Work required - Return the data below exactly, but only from the line containing "the last one." through the line containing "f.generation == membership.generation)?;", with both of those lines included.

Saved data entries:
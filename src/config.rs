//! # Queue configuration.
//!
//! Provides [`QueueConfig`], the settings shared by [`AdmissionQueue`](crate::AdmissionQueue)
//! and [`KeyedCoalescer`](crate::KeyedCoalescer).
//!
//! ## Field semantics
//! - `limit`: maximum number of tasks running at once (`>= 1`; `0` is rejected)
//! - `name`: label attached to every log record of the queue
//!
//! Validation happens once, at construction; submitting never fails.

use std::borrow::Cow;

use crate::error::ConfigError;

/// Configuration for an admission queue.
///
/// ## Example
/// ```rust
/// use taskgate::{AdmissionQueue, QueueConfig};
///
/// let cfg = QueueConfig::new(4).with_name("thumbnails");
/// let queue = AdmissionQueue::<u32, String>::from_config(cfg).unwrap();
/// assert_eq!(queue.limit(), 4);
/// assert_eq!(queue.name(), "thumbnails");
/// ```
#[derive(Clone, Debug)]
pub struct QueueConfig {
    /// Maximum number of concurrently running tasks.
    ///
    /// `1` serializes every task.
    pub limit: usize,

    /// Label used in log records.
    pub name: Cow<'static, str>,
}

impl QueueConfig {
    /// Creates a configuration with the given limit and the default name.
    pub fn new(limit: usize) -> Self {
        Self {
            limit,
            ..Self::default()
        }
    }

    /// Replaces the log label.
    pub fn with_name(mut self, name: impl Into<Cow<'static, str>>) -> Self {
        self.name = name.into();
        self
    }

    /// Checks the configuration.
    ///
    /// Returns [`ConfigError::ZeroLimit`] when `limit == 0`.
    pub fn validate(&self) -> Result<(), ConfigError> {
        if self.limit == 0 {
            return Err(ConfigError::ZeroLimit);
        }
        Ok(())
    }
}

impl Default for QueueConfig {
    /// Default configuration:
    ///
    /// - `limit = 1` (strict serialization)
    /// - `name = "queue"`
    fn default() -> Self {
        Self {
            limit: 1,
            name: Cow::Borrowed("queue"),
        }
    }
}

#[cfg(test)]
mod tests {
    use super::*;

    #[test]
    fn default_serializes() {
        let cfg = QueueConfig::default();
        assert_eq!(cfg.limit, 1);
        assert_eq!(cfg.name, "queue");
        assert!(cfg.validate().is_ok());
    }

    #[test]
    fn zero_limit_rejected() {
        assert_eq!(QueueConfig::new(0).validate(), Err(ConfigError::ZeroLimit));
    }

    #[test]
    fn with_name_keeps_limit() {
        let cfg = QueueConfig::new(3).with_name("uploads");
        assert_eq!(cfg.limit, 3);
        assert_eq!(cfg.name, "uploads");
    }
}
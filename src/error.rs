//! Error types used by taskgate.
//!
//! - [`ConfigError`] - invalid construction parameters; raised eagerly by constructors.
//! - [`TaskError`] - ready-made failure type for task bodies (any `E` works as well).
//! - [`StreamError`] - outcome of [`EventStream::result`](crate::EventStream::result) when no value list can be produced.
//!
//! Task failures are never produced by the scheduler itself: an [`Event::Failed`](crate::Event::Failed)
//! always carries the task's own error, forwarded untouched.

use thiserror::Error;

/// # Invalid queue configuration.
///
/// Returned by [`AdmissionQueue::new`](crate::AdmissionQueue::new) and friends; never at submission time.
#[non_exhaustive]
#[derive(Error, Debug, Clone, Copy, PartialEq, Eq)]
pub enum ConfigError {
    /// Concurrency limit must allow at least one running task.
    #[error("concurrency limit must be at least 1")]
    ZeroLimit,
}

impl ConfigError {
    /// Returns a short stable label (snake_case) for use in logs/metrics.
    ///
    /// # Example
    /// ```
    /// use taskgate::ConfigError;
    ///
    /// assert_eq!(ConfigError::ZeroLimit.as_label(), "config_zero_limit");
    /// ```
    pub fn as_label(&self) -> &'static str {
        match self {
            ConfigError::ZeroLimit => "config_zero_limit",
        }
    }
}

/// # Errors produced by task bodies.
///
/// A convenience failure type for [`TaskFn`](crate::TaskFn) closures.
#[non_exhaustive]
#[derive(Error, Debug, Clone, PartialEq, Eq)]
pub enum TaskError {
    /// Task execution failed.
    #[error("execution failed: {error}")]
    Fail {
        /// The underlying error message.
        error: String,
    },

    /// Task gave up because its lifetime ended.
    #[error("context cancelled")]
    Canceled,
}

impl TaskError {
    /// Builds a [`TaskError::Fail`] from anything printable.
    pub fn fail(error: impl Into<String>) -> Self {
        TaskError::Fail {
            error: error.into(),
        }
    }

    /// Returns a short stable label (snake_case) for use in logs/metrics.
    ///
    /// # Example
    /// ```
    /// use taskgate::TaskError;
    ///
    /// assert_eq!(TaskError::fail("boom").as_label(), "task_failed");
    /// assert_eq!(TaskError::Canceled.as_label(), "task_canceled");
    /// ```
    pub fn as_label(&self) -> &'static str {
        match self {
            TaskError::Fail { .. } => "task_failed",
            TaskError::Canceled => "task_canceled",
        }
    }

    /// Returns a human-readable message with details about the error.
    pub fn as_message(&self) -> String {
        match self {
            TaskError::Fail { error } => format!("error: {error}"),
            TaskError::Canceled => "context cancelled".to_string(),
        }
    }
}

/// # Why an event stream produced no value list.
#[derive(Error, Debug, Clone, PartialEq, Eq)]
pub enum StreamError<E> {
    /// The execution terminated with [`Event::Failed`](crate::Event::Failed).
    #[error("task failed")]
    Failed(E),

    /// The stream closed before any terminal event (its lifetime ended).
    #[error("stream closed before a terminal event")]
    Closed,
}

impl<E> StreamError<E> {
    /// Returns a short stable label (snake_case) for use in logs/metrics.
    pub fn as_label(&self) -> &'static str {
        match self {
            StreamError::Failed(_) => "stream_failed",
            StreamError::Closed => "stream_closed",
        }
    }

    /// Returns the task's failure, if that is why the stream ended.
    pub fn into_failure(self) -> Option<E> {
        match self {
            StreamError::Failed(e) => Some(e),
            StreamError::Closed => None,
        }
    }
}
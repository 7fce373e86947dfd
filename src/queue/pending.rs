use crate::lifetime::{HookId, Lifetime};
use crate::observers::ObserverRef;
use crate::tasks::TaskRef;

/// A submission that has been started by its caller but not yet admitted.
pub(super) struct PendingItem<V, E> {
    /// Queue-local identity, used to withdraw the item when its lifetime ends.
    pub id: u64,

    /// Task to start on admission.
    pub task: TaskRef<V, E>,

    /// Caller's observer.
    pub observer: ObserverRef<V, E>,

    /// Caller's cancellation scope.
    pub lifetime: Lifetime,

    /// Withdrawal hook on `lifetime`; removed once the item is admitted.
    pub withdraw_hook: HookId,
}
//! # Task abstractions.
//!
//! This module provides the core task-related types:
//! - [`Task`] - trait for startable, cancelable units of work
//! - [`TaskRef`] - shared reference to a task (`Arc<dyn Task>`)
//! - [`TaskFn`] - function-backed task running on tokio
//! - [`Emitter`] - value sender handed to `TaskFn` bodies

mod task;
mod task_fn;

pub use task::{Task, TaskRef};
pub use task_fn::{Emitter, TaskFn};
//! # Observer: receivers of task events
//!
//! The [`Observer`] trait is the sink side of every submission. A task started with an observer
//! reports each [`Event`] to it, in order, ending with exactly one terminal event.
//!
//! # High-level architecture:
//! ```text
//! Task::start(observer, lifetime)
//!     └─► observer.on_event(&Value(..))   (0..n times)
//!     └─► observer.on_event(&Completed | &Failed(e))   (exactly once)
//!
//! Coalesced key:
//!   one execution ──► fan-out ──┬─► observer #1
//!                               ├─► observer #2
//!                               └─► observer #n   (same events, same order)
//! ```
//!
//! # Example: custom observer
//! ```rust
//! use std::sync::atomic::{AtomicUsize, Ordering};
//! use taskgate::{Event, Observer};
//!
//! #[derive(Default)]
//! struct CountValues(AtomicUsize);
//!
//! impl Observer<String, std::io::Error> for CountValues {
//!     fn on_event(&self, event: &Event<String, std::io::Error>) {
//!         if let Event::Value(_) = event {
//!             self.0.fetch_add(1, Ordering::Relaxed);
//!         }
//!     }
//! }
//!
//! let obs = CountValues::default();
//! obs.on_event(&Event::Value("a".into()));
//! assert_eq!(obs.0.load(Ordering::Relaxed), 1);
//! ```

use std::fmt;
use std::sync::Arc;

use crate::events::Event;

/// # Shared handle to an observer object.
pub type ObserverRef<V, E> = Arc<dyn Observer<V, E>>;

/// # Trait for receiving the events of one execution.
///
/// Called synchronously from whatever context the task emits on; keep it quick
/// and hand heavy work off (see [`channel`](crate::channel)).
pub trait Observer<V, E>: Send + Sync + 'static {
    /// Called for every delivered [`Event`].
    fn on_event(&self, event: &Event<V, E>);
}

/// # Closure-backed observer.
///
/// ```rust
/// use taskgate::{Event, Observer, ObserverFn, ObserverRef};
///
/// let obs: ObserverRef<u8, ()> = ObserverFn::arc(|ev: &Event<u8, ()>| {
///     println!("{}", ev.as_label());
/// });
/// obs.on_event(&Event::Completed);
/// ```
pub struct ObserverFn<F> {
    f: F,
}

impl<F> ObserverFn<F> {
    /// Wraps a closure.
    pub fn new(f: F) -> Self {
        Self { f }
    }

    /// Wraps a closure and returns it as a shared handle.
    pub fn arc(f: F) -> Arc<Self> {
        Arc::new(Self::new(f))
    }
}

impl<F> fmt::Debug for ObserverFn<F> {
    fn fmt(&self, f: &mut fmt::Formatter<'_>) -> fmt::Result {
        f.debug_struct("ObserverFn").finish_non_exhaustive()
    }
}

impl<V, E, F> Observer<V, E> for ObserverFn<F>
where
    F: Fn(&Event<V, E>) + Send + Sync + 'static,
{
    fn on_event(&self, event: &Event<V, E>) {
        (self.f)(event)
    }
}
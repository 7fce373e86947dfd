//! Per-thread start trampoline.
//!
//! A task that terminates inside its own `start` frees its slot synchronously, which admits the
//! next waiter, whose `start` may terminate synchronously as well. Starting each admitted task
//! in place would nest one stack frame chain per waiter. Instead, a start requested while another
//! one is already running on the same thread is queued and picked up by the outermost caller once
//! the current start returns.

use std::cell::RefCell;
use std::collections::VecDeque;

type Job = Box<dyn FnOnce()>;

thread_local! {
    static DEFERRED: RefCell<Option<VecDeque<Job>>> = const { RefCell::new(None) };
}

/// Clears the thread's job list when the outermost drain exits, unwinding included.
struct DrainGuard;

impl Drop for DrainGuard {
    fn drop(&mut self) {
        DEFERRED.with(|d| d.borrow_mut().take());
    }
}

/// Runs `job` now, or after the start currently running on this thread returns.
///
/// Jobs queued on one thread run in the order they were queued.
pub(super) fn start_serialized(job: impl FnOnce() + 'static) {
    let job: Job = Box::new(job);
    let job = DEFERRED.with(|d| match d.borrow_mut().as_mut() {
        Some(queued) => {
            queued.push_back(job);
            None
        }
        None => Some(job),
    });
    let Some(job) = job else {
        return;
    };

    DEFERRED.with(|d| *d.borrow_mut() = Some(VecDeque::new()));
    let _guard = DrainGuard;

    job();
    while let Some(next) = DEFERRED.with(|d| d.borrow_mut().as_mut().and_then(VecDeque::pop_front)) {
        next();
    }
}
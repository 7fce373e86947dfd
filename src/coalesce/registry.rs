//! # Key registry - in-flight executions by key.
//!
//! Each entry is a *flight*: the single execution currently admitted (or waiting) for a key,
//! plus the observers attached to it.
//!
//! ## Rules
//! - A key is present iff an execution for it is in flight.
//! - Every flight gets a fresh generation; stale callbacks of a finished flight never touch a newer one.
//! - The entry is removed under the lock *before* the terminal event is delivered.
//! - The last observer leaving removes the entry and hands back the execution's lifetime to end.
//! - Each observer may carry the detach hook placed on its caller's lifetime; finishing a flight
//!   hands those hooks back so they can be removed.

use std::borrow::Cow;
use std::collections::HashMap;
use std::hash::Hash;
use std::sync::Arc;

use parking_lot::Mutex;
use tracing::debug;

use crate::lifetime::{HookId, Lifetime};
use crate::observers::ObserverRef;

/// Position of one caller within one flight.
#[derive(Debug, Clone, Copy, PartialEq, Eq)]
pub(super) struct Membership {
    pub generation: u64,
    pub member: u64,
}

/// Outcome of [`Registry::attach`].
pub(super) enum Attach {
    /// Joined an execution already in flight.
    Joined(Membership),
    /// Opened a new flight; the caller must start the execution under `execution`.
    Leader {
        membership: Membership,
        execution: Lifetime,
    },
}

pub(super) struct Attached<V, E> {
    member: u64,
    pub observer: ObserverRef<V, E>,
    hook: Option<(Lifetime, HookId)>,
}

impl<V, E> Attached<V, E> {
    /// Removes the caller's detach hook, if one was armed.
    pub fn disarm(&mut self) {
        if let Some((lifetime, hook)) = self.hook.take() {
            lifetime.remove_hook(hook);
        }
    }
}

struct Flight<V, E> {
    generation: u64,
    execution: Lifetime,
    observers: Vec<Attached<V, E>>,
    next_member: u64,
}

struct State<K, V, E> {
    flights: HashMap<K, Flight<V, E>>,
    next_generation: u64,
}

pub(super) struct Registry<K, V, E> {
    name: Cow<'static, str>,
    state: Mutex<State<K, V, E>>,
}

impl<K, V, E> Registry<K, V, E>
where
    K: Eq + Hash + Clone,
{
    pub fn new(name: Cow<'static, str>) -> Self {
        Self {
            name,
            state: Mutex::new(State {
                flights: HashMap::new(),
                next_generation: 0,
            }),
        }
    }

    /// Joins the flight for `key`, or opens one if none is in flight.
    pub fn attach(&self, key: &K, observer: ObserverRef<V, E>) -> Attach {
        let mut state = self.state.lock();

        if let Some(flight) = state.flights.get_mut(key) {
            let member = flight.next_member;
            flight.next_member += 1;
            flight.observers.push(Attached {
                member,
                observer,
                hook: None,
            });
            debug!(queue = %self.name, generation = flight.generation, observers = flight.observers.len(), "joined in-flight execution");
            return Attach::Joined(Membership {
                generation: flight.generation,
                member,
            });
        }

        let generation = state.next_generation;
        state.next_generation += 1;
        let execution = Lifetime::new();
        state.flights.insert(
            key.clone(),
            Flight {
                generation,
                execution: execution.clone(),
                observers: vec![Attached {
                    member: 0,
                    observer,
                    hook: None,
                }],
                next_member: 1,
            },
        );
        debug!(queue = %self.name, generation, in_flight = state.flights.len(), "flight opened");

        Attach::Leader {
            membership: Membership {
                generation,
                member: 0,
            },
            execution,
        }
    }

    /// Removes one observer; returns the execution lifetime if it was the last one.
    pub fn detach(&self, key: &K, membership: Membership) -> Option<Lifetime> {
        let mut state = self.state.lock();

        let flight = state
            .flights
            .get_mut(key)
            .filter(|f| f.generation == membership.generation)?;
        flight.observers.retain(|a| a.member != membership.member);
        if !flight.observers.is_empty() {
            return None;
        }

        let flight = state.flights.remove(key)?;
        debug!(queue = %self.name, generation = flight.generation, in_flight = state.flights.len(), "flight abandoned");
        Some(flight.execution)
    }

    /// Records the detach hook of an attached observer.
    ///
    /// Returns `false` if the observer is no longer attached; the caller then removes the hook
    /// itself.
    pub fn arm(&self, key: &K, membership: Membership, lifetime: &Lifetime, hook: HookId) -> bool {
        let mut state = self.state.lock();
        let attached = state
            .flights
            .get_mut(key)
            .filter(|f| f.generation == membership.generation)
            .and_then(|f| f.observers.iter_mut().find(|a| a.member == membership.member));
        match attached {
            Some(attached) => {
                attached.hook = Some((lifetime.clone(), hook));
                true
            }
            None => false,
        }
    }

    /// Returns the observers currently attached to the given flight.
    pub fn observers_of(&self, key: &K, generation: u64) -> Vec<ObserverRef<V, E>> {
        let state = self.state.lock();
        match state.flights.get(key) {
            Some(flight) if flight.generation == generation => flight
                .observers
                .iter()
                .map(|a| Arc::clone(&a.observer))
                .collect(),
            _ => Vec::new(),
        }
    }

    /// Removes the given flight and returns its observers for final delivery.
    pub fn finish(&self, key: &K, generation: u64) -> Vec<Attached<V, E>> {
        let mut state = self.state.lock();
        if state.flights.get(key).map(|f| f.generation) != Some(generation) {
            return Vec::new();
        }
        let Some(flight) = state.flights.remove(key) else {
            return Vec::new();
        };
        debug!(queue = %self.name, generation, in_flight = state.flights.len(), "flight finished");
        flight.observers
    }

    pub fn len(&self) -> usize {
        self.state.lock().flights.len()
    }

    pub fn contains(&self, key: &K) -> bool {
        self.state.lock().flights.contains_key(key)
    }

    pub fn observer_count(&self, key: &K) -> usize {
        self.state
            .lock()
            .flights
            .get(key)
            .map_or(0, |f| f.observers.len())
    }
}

Finished task -
    /// Removes one observer; returns the execution lifetime if it was the last one.
    pub fn detach(&self, key: &K, membership: Membership) -> Option<Lifetime> {
        let mut state = self.state.lock();

        let flight = state
            .flights
            .get_mut(key)
            .filter(|f| f.generation == membership.generation)?;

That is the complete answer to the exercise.